Function: Retrieves all contacts who match the form submission based on the provided email address and last name.
Reason: Before we can check if a form submission is an existing contact, we must first give the flow visibility into contact records so that we have something to compare against in the “Decision” element.

Contact Match 

Function: This “Decision” element is used to check if the form submission is an existing contact. If a match is found, the existing contact record is updated. If a match is not found, the existing lead record is updated (if one is found), or a new lead record will be created.
Reason: Prevent the creation of duplicate leads when existing contacts submit the form.

UpdateContact 

Function: Update existing contact records based on data included in the form submission.

Reason: Update the contact record with the most current data.

LeadCreation 

Function: Create new lead records or update existing lead records based on data included in the form.

  • Important: Make sure “Check for Matching Records” is enabled. 

Reason: Create/update lead record with the most current data.

CreateConsent 

Function: Creates a consent record based on the contact point for the selected channel and subscription.
Reason: Consent records are required for sending promotional emails from Marketing Cloud on Core.

TransactionalEmail 

Function: Transactional emails are non-promotional, immediate, and automated communications sent in response to a user’s action or interaction.
Reason: In this use case, the transactional email is used to send the ungated link to the white paper for future reference. Transactional emails can be used as long as they contain no promotional elements.

DeleteProspect 

Function: Deletes the prospect record created by the first element.
Reason: This step is optional but recommended. Since a prospect record was created solely to satisfy the requirement of having a “Create Records” element first, deleting the record helps keep the org clean. If you are using the prospect record for purposes beyond fulfilling this requirement, you can skip this step.

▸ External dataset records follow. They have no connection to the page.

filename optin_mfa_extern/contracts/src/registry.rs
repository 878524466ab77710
use optin_mfa_models::factor::{AuthenticatorDescriptor, FactorAcr};
use thiserror::Error;

/// The host server's catalog of configured authenticators.
#[cfg_attr(feature = "mock", mockall::automock)]
pub trait AuthenticatorRegistry: Send + Sync + 'static {
    /// Resolve the authenticator descriptors configured for the given ACR.
    ///
    /// A successful result is never empty; callers use the first descriptor.
    fn resolve(
        &self,
        acr: &FactorAcr,
    ) -> Result<Vec<AuthenticatorDescriptor>, AuthenticatorResolveError>;
}

#[derive(Debug, Error)]
pub enum AuthenticatorResolveError {
    #[error("No authenticator is configured for this ACR.")]
    NotConfigured,
    #[error(transparent)]
    Other(#[from] anyhow::Error),
}

#[cfg(feature = "mock")]
impl MockAuthenticatorRegistry {
    pub fn with_resolve(
        mut self,
        acr: FactorAcr,
        result: Result<Vec<AuthenticatorDescriptor>, AuthenticatorResolveError>,
    ) -> Self {
        self.expect_resolve()
            .once()
            .with(mockall::predicate::eq(acr))
            .return_once(|_| result);
        self
    }
}
pub mod hex;
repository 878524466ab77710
pub mod account;
use optin_mfa_models::factor::{FactorAcr, FactorName, SecondFactorMap};
use thiserror::Error;

/// The opt-in management view: register additional factors or delete
/// existing ones. Only reachable while the factor list is being shown.
#[cfg_attr(feature = "mock", mockall::automock)]
pub trait ManageFactorsService: Send + Sync + 'static {
    fn render(&self) -> Result<ManageFactorsView, ManageFactorsError>;

    /// Record the requested change in the flow session. The caller re-runs
    /// the flow afterwards.
    fn submit(&self, form: ManageFactorForm) -> Result<(), ManageFactorsError>;
}

#[derive(Debug, Clone, PartialEq, Eq)]
pub struct ManageFactorsView {
    /// The user's registered factors.
    pub current: SecondFactorMap,
    /// ACRs that can still be registered.
    pub available: Vec<FactorAcr>,
}

#[derive(Debug, Clone, PartialEq, Eq, Default)]
pub struct ManageFactorForm {
    pub second_factor: Option<FactorAcr>,
    /// Display name for a registration; defaults to the ACR.
    pub second_factor_name: Option<FactorName>,
    /// Delete the factor named by `second_factor_name` instead of
    /// registering a new one.
    pub delete: bool,
}

#[derive(Debug, Error)]
pub enum ManageFactorsError {
    #[error("Missing required parameter {0}.")]
    MissingParameter(&'static str),
    #[error("Factors can only be managed while the factor list is shown.")]
    InvalidState,
    #[error(transparent)]
    Other(#[from] anyhow::Error),
}

#[cfg(feature = "mock")]
impl MockManageFactorsService {
    pub fn with_render(mut self, result: ManageFactorsView) -> Self {
        self.expect_render().once().with().return_once(|| Ok(result));
        self
    }

    pub fn with_submit(mut self, form: ManageFactorForm) -> Self {
        self.expect_submit()
            .once()
            .with(mockall::predicate::eq(form))
            .return_once(|_| Ok(()));
        self
    }
}
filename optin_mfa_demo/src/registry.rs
use optin_mfa_extern_contracts::registry::{AuthenticatorRegistry, AuthenticatorResolveError};
use optin_mfa_models::factor::{AuthenticatorDescriptor, FactorAcr};

use crate::factor::{DESCRIPTOR_EMAIL, DESCRIPTOR_SMS, DESCRIPTOR_TOTP};

/// [`AuthenticatorRegistry`] resolving exactly the demo authenticators.
#[derive(Debug, Default)]
pub struct DemoAuthenticatorRegistry;

impl AuthenticatorRegistry for DemoAuthenticatorRegistry {
    fn resolve(
        &self,
        acr: &FactorAcr,
    ) -> Result<Vec<AuthenticatorDescriptor>, AuthenticatorResolveError> {
        [&DESCRIPTOR_TOTP, &DESCRIPTOR_SMS, &DESCRIPTOR_EMAIL]
            .into_iter()
            .find(|descriptor| descriptor.acr == *acr)
            .map(|descriptor| vec![(*descriptor).clone()])
            .ok_or(AuthenticatorResolveError::NotConfigured)
    }
}
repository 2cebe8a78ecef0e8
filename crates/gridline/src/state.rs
//! Widget view state.
//!
//! The table's lifecycle is a small state machine: `Loading` on creation
//! and on every fresh request, then `Ready` or `Error` when the store's
//! notification arrives. Each transition replaces the whole state with a
//! new snapshot; there are no partial field updates.

use crate::schema::{ColumnSchema, Pagination, Row, RowClick};
use crate::sort::ColumnSort;

/// Everything the widget knows about a successfully loaded view: the rows,
/// the full result count, and the definitions pulled from the store at
/// notification time.
#[derive(Debug, Clone)]
pub struct TableSnapshot {
    /// The current page of rows. May be empty, which is a valid "no
    /// results" state distinct from an error.
    pub rows: Vec<Row>,
    /// Total row count across all pages.
    pub total_count: usize,
    /// Column schemas as the store currently holds them.
    pub col_definitions: Vec<ColumnSchema>,
    /// The active sort column, if any.
    pub sort_col_index: Option<usize>,
    /// Pagination window, if the table paginates.
    pub pagination: Option<Pagination>,
    /// Row-click configuration, if rows are clickable.
    pub row_click: Option<RowClick>,
    /// Displayed sort state per column, derived via
    /// [`resolve_sort_directions`](crate::sort::resolve_sort_directions).
    pub col_sort_directions: Vec<ColumnSort>,
}

/// The widget's view state.
#[derive(Debug, Clone, Default)]
pub enum TableState {
    /// A request is outstanding; no rows to show.
    #[default]
    Loading,
    /// Data arrived and is displayable.
    Ready(TableSnapshot),
    /// The store reported a failure, or reported success without rows.
    Error,
}

impl TableState {
    /// Returns `true` while a request is outstanding.
    pub fn is_loading(&self) -> bool {
        matches!(self, Self::Loading)
    }

    /// Returns `true` in the error state.
    pub fn is_error(&self) -> bool {
        matches!(self, Self::Error)
    }

    /// Returns the loaded snapshot, if any.
    pub fn snapshot(&self) -> Option<&TableSnapshot> {
        match self {
            Self::Ready(snapshot) => Some(snapshot),
            _ => None,
        }
    }

    /// Returns the loaded rows, if any.
    pub fn rows(&self) -> Option<&[Row]> {
        self.snapshot().map(|snapshot| snapshot.rows.as_slice())
    }
}

#[cfg(test)]
mod tests {
    use super::*;

    #[test]
    fn test_default_state_is_loading() {
        let state = TableState::default();
        assert!(state.is_loading());
        assert!(!state.is_error());
        assert!(state.rows().is_none());
    }

    #[test]
    fn test_ready_state_exposes_rows() {
        let state = TableState::Ready(TableSnapshot {
            rows: vec![Row::new()],
            total_count: 1,
            col_definitions: Vec::new(),
            sort_col_index: None,
            pagination: None,
            row_click: None,
            col_sort_directions: Vec::new(),
        });
        assert_eq!(state.rows().map(<[Row]>::len), Some(1));
        assert!(state.snapshot().is_some());
    }

    #[test]
    fn test_error_state_has_no_rows() {
        let state = TableState::Error;
        assert!(state.is_error());
        assert!(state.rows().is_none());
    }
}
//! Prelude module for Gridline.
//!
//! This module re-exports the most commonly used types for convenient importing:
//!
//! ```ignore
//! use gridline::prelude::*;
//! ```

// ============================================================================
// Table Definition
// ============================================================================

pub use crate::schema::{
    CellValue, ColumnSchema, DataType, Pagination, Row, RowClick, SortDirection, TableDefinition,
};

// ============================================================================
// Widget and View State
// ============================================================================

pub use crate::state::{TableSnapshot, TableState};
pub use crate::widget::{
    HeaderCell, PaginationControls, RenderedRow, TableBody, TableWidget,
};

// ============================================================================
// Store Interface
// ============================================================================

pub use crate::store::{
    ComponentId, DataFormatter, FilterCriteria, PageDirection, StoreSignals, TableStore,
};

// ============================================================================
// Rendering and Errors
// ============================================================================

pub use crate::cell::{RenderedCell, StatusIndicator};
pub use crate::error::TableError;
pub use crate::icons::IconClasses;
pub use crate::sort::ColumnSort;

Other Use Cases & Next Steps

This structure can be applied and adapted to other use cases where there is a need to send autoresponder emails to leads and contacts without creating duplicate records. Examples include flows that create tasks or campaign member records in addition to sending autoresponders. 

Flows might seem challenging at first, but marketers will love them once they gain more experience. The key takeaway is to get hands-on, test, and don’t hesitate to ask for help if needed. Personally, I can say that I received a lot of support from my friends at Sercante when I was starting out, and I still do today!